The main one is from Isaiah about the maiden giving birth to Emmanuel, a title confered on Jesus. The Gospels quote several prophies concerning a savior and use other intances to infer such things like Moses and Elijah meeting with Jesus on the mountain showing his divine link back to them and to the tradition that Elijiah would return at the time of salvation.


But wasn't calling him Emmanuel something that anyone could do? And being born of a maiden (virgin) is one of those speculative things taken on faith.

The Jewish idea of the Messiah is very different from the Christian idea; Christians seemed to modify and re-interpret the prophecies that didn't hold true. When Jesus didn't have great military victories, the Christians claimed that that was only a metaphor, that he really conquered death, etc. etc. When he wasn't a political leader in the sense of holding political power, Christians emphasized the other-worldly nature of his power, or the fact that his teachings ultimately had political influence. When the prophecy that the Messiah would foster Israel and safe-guard it (and instead the Romans actually destroyed Israel and scattered the Jews), this again was reinterpreted to mean that he would return some hundreds or thousands of years in the future to do so.


Quote:
The moshiach will be a great political leader descended from King David (Jeremiah 23:5). The moshiach is often referred to as "moshiach ben David" (moshiach, son of David). He will be well-versed in Jewish law, and observant of its commandments (Isaiah 11:2-5). He will be a charismatic leader, inspiring others to follow his example. He will be a great military leader, who will win battles for Israel. He will be a great judge, who makes righteous decisions (Jeremiah 33:15). But above all, he will be a human being, not a god, demi-god or other supernatural being.

...

Jews do not believe that Jesus was the moshiach. Assuming that he existed, and assuming that the Christian scriptures are accurate in describing him (both matters that are debatable), he simply did not fulfill the mission of the moshiach as it is described in the biblical passages cited above. Jesus did not do any of the things that the scriptures said the messiah would do.

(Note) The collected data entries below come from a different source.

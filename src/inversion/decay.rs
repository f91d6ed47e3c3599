//! Single-segment transient decay tests
//!
//! - **Lefranc**: h(t) = h∞ + (h0 − h∞)·e^{−t/τ}, fitted for (h0, h∞, τ), then
//!   τ → K through the cavity geometry.
//! - **Porchet**: H(t) = max(0, H0^{2/3} − (2K/r)·t)^{3/2}, fitted for K alone
//!   inside a bounded range.
//!
//! The Porchet clip at zero is a domain guard of the forward model: once the
//! radicand goes negative the hole has drained, and raising a negative
//! number to 3/2 has no real value.

use std::f64::consts::LN_2;

use tracing::info;

use super::fitter::{NonlinearFitter, Parameter};
use crate::config::{FittingConfig, LefrancConfig, PorchetConfig};
use crate::error::{require_points, require_positive, InversionError, Result};
use crate::types::{DecayGeometry, LefrancFit, PorchetFit, TestMeasurementSeries};

// ============================================================================
// Lefranc
// ============================================================================

/// Exponential head decay toward the formation head.
pub fn lefranc_head(h0: f64, h_infinity: f64, tau: f64, time: f64) -> f64 {
    h_infinity + (h0 - h_infinity) * (-time / tau).exp()
}

/// Convert a decay time constant into a hydraulic conductivity (m/s).
///
/// - Cylinder: K = ln2·r² / (τ·L)
/// - Packer:   K = r / (2·τ·L)
pub fn permeability_from_tau(
    tau: f64,
    radius: f64,
    length: f64,
    geometry: DecayGeometry,
) -> Result<f64> {
    require_positive("tau", tau)?;
    require_positive("radius", radius)?;
    require_positive("segment_length", length)?;
    Ok(match geometry {
        DecayGeometry::Cylinder => LN_2 * radius * radius / (tau * length),
        DecayGeometry::Packer => radius / (2.0 * tau * length),
    })
}

/// Lefranc (variable-head) inverter.
#[derive(Debug, Clone, Default, PartialEq)]
pub struct LefrancInverter {
    config: LefrancConfig,
    fitter: NonlinearFitter,
}

impl LefrancInverter {
    pub fn new(config: LefrancConfig, fitting: FittingConfig) -> Self {
        Self {
            config,
            fitter: NonlinearFitter::new(fitting),
        }
    }

    /// Fit with h∞ initialised to the last observed head.
    pub fn fit(&self, series: &TestMeasurementSeries, geometry: DecayGeometry) -> Result<LefrancFit> {
        self.fit_with_aquifer_head(series, geometry, None)
    }

    /// Fit with an explicit initial guess for the formation head h∞.
    ///
    /// Radius and segment length come from the series, falling back to the
    /// configured defaults for the geometry.
    pub fn fit_with_aquifer_head(
        &self,
        series: &TestMeasurementSeries,
        geometry: DecayGeometry,
        aquifer_head: Option<f64>,
    ) -> Result<LefrancFit> {
        require_points("Lefranc", series.len(), self.config.min_points)?;
        let times = series.times();
        let heads = series.values();

        let radius = series
            .parameters()
            .radius
            .unwrap_or(self.config.default_radius_m);
        let length = series.parameters().segment_length.unwrap_or(match geometry {
            DecayGeometry::Cylinder => self.config.default_cylinder_length_m,
            DecayGeometry::Packer => self.config.default_packer_length_m,
        });
        require_positive("radius", radius)?;
        require_positive("segment_length", length)?;

        let t_last = times.iter().copied().fold(0.0, f64::max);
        require_positive("last observation time", t_last)?;
        let h_infinity_guess = match aquifer_head {
            Some(h) if h.is_finite() => h,
            Some(h) => {
                return Err(InversionError::parameter(
                    "aquifer_head",
                    format!("must be finite (got {h})"),
                ))
            }
            None => heads[heads.len() - 1],
        };

        let params = [
            Parameter::free("h0", heads[0]),
            Parameter::free("h_infinity", h_infinity_guess),
            Parameter::positive(
                "tau",
                t_last * self.config.initial_tau_fraction,
                0.0,
                f64::INFINITY,
            ),
        ];
        let model = |p: &[f64], t: f64| lefranc_head(p[0], p[1], p[2], t);
        let fit = self
            .fitter
            .least_squares(model, &params, times, heads)?
            .ensure_converged("Lefranc")?;

        let (h0, h_infinity, tau) = (fit.parameters[0], fit.parameters[1], fit.parameters[2]);
        let hydraulic_conductivity = permeability_from_tau(tau, radius, length, geometry)?;

        info!(
            %geometry,
            k = hydraulic_conductivity,
            tau,
            rmse = fit.rmse,
            "Lefranc fit complete"
        );

        Ok(LefrancFit {
            geometry,
            hydraulic_conductivity,
            tau,
            h0,
            h_infinity,
            rmse: fit.rmse,
            iterations: fit.iterations,
            radius,
            segment_length: length,
            num_points: series.len(),
        })
    }
}

// ============================================================================
// Porchet
// ============================================================================

/// H0^{2/3} − (2K/r)·t; negative once the hole has drained.
pub fn porchet_radicand(initial_head: f64, conductivity: f64, radius: f64, time: f64) -> f64 {
    initial_head.powf(2.0 / 3.0) - 2.0 * conductivity / radius * time
}

/// Porchet head with the radicand clipped at zero (m).
pub fn porchet_head(initial_head: f64, conductivity: f64, radius: f64, time: f64) -> f64 {
    porchet_radicand(initial_head, conductivity, radius, time)
        .max(0.0)
        .powf(1.5)
}

/// Porchet head without clipping: a negative radicand is an `InvalidDomain` error.
pub fn porchet_head_strict(
    initial_head: f64,
    conductivity: f64,
    radius: f64,
    time: f64,
) -> Result<f64> {
    let radicand = porchet_radicand(initial_head, conductivity, radius, time);
    if radicand < 0.0 {
        return Err(InversionError::domain(
            "porchet_head",
            format!("negative radicand {radicand:.3e} at t = {time} s (hole already drained)"),
        ));
    }
    Ok(radicand.powf(1.5))
}

/// Porchet (falling-head, loose formations) inverter.
#[derive(Debug, Clone, Default, PartialEq)]
pub struct PorchetInverter {
    config: PorchetConfig,
    fitter: NonlinearFitter,
}

impl PorchetInverter {
    pub fn new(config: PorchetConfig, fitting: FittingConfig) -> Self {
        Self {
            config,
            fitter: NonlinearFitter::new(fitting),
        }
    }

    /// Fit K within `[k_min, k_max]`.
    ///
    /// The series must carry `radius`; H0 is `initial_head` when given,
    /// otherwise the first observed head.
    pub fn fit(&self, series: &TestMeasurementSeries) -> Result<PorchetFit> {
        require_points("Porchet", series.len(), self.config.min_points)?;
        let radius = series
            .parameters()
            .radius
            .ok_or(InversionError::MissingParameter("radius"))?;
        require_positive("radius", radius)?;
        let initial_head = match series.parameters().initial_head {
            Some(h0) => h0,
            None => series.values().first().copied().ok_or(
                InversionError::InsufficientData {
                    model: "Porchet",
                    needed: 1,
                    available: 0,
                },
            )?,
        };
        require_positive("initial_head", initial_head)?;

        let c = &self.config;
        let params = [Parameter::positive(
            "K",
            c.initial_k.clamp(c.k_min, c.k_max),
            c.k_min,
            c.k_max,
        )];
        let model = |p: &[f64], t: f64| porchet_head(initial_head, p[0], radius, t);
        let fit = self
            .fitter
            .least_squares(model, &params, series.times(), series.values())?
            .ensure_converged("Porchet")?;

        let k = fit.parameters[0];
        info!(k, rmse = fit.rmse, "Porchet fit complete");

        Ok(PorchetFit {
            hydraulic_conductivity: k,
            rmse: fit.rmse,
            radius,
            initial_head,
            iterations: fit.iterations,
            num_points: series.len(),
        })
    }
}

#[cfg(test)]
mod tests {
    use super::*;

    #[test]
    fn test_permeability_from_tau() {
        let k = permeability_from_tau(100.0, 0.025, 2.0, DecayGeometry::Cylinder).unwrap();
        assert!((k - LN_2 * 0.025 * 0.025 / 200.0).abs() < 1e-18);
        let k = permeability_from_tau(100.0, 0.025, 1.0, DecayGeometry::Packer).unwrap();
        assert!((k - 0.025 / 200.0).abs() < 1e-18);
        assert!(permeability_from_tau(0.0, 0.025, 1.0, DecayGeometry::Packer).is_err());
    }

    #[test]
    fn test_lefranc_recovers_tau() {
        let times: Vec<f64> = (0..30).map(|i| i as f64 * 20.0).collect();
        let heads: Vec<f64> = times.iter().map(|&t| lefranc_head(3.0, 0.5, 120.0, t)).collect();
        let series = TestMeasurementSeries::new(times, heads).unwrap();
        let fit = LefrancInverter::default()
            .fit(&series, DecayGeometry::Cylinder)
            .unwrap();
        assert!((fit.tau - 120.0).abs() < 1e-4, "tau = {}", fit.tau);
        assert!((fit.h0 - 3.0).abs() < 1e-6);
        assert!((fit.h_infinity - 0.5).abs() < 1e-6);
        // default cylinder dimensions
        assert_eq!(fit.radius, 0.025);
        assert_eq!(fit.segment_length, 2.0);
        let expected = permeability_from_tau(fit.tau, 0.025, 2.0, DecayGeometry::Cylinder).unwrap();
        assert_eq!(fit.hydraulic_conductivity, expected);
    }

    #[test]
    fn test_lefranc_uses_series_geometry() {
        let times: Vec<f64> = (0..20).map(|i| i as f64 * 30.0).collect();
        let heads: Vec<f64> = times.iter().map(|&t| lefranc_head(2.0, 0.0, 90.0, t)).collect();
        let series = TestMeasurementSeries::new(times, heads)
            .unwrap()
            .with_radius(0.05)
            .with_segment_length(3.0);
        let fit = LefrancInverter::default()
            .fit_with_aquifer_head(&series, DecayGeometry::Packer, Some(0.0))
            .unwrap();
        assert_eq!(fit.segment_length, 3.0);
        assert!((fit.hydraulic_conductivity - 0.05 / (2.0 * 90.0 * 3.0)).abs() < 1e-9);
    }

    #[test]
    fn test_lefranc_needs_three_points() {
        let series = TestMeasurementSeries::new(vec![0.0, 10.0], vec![1.0, 0.5]).unwrap();
        assert!(matches!(
            LefrancInverter::default().fit(&series, DecayGeometry::Cylinder),
            Err(InversionError::InsufficientData { needed: 3, .. })
        ));
    }

    #[test]
    fn test_porchet_clipping_and_strict() {
        // H0 = 1, 2K/r = 0.01 → radicand reaches 0 at t = 100 s
        assert_eq!(porchet_head(1.0, 1e-4, 0.02, 150.0), 0.0);
        assert!((porchet_head(1.0, 1e-4, 0.02, 0.0) - 1.0).abs() < 1e-12);
        assert!(porchet_head_strict(1.0, 1e-4, 0.02, 50.0).is_ok());
        assert!(matches!(
            porchet_head_strict(1.0, 1e-4, 0.02, 150.0),
            Err(InversionError::InvalidDomain { .. })
        ));
    }

    #[test]
    fn test_porchet_recovers_k() {
        let times: Vec<f64> = (0..15).map(|i| i as f64 * 20.0).collect();
        let heads: Vec<f64> = times
            .iter()
            .map(|&t| porchet_head(1.2, 2e-5, 0.05, t))
            .collect();
        let series = TestMeasurementSeries::new(times, heads)
            .unwrap()
            .with_radius(0.05);
        let fit = PorchetInverter::default().fit(&series).unwrap();
        assert!((fit.hydraulic_conductivity - 2e-5).abs() / 2e-5 < 1e-5);
        // H0 read back from the first head went through the 2/3 and 3/2 powers
        assert!((fit.initial_head - 1.2).abs() < 1e-12, "H0 = {}", fit.initial_head);

        let fit = PorchetInverter::default()
            .fit(&series.with_initial_head(1.2))
            .unwrap();
        assert_eq!(fit.initial_head, 1.2);
        assert!((fit.hydraulic_conductivity - 2e-5).abs() / 2e-5 < 1e-5);
    }

    #[test]
    fn test_porchet_empty_series_is_error_without_min_points() {
        let config = PorchetConfig {
            min_points: 0,
            ..PorchetConfig::default()
        };
        let inverter = PorchetInverter::new(config, FittingConfig::default());
        let series = TestMeasurementSeries::new(Vec::new(), Vec::new())
            .unwrap()
            .with_radius(0.05);
        assert!(matches!(
            inverter.fit(&series),
            Err(InversionError::InsufficientData { model: "Porchet", .. })
        ));
    }

    #[test]
    fn test_porchet_requires_radius() {
        let series = TestMeasurementSeries::new(vec![0.0, 10.0], vec![1.0, 0.9]).unwrap();
        assert_eq!(
            PorchetInverter::default().fit(&series).unwrap_err(),
            InversionError::MissingParameter("radius")
        );
    }
}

On the contrary, another Jew born about a century later came far closer to fulfilling the messianic ideal than Jesus did. His name was Shimeon ben Kosiba, known as Bar Kokhba (son of a star), and he was a charismatic, brilliant, but brutal warlord. Rabbi Akiba, one of the greatest scholars in Jewish history, believed that Bar Kokhba was the moshiach. Bar Kokhba fought a war against the Roman Empire, catching the Tenth Legion by surprise and retaking Jerusalem. He resumed sacrifices at the site of the Temple and made plans to rebuild the Temple. He established a provisional government and began to issue coins in its name. This is what the Jewish people were looking for in a moshiach; Jesus clearly does not fit into this mold. Ultimately, however, the Roman Empire crushed his revolt and killed Bar Kokhba. After his death, all acknowledged that he was not the moshiach.


From the Messianic Idea in Judaism: http://www.jewfaq.org/moshiach.htm


Also a big difference in the divinity of the Messiah - nothing in the Jewish Scripture dealt with this 'Son of God who is God' idea that Christians believe.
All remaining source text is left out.